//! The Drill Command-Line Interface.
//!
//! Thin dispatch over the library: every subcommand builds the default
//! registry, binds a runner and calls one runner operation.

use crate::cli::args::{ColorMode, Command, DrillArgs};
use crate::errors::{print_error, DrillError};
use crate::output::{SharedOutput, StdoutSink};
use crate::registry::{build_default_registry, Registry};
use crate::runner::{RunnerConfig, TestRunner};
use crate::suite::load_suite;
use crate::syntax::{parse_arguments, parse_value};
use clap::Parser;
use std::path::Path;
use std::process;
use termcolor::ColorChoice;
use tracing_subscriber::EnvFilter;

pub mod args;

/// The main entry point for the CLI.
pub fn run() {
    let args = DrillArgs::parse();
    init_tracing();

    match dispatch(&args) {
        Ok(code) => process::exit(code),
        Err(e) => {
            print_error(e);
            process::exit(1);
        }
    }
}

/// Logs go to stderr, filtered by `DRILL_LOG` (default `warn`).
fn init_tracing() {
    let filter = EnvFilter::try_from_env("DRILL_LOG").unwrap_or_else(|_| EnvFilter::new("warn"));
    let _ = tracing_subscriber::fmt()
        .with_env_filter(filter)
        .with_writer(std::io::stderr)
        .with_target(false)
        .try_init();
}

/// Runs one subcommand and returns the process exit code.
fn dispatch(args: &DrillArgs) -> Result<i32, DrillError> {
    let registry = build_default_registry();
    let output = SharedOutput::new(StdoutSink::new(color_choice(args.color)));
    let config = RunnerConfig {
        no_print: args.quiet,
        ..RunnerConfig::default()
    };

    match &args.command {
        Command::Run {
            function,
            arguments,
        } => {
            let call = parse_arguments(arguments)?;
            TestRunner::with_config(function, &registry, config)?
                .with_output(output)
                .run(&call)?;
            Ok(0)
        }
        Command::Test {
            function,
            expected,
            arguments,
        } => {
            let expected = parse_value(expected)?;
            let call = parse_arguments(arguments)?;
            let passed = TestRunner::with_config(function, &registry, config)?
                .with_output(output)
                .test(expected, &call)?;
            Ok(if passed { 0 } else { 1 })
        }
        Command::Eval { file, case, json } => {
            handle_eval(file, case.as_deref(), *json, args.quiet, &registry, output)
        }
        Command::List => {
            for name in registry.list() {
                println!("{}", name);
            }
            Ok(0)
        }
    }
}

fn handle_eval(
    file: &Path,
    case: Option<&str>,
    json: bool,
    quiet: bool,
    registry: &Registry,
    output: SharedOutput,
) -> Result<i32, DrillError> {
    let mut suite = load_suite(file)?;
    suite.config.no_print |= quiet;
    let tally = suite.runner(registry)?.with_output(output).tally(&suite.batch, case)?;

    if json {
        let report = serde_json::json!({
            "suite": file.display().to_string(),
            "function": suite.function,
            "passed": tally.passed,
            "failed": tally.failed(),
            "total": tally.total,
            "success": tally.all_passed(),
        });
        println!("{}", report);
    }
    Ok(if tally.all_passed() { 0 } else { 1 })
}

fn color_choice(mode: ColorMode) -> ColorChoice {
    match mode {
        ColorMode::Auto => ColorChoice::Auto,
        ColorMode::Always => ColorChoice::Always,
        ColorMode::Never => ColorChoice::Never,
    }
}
# # # # # # #
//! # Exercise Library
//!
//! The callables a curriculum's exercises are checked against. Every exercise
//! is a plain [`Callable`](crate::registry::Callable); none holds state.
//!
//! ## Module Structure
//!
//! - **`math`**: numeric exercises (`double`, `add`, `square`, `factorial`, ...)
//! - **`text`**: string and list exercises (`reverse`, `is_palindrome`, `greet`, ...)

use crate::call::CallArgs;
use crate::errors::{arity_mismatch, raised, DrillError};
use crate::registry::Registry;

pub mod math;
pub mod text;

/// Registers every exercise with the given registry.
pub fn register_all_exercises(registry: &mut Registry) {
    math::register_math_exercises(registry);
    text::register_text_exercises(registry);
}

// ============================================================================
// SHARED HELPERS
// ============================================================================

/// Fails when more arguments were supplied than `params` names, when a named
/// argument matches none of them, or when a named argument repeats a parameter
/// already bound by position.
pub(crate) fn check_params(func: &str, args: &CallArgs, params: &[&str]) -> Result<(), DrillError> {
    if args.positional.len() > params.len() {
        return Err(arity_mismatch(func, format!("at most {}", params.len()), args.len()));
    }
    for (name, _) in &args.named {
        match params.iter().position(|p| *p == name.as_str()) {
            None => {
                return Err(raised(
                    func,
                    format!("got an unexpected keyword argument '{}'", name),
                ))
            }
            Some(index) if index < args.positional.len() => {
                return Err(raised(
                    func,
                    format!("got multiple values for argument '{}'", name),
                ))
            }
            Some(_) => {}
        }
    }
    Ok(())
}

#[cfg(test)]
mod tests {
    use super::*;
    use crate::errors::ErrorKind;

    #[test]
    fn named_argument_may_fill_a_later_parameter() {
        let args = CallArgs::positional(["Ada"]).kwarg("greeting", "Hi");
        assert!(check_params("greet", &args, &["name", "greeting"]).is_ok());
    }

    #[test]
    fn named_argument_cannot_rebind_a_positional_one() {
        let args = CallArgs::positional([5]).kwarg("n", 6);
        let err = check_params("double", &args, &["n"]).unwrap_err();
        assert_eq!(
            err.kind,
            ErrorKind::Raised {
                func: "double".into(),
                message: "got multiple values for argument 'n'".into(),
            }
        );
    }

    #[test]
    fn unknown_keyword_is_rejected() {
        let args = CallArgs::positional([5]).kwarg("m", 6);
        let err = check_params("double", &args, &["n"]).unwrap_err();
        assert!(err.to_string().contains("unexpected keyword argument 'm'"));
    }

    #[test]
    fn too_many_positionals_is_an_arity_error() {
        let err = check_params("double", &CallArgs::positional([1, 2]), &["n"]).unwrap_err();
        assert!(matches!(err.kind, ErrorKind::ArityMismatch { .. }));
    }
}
# # # # # # #
* [What is being asked] Here the output must be the lines above from the line with "Drill Command-Line Interface." to the line with "use crate::suite::load_suite;", both included, duplicated word for word and nothing else.

* [Solution to the problem]
//! The Drill Command-Line Interface.
//!
//! Thin dispatch over the library: every subcommand builds the default
//! registry, binds a runner and calls one runner operation.

use crate::cli::args::{ColorMode, Command, DrillArgs};
use crate::errors::{print_error, DrillError};
use crate::output::{SharedOutput, StdoutSink};
use crate::registry::{build_default_registry, Registry};
use crate::runner::{RunnerConfig, TestRunner};
use crate::suite::load_suite;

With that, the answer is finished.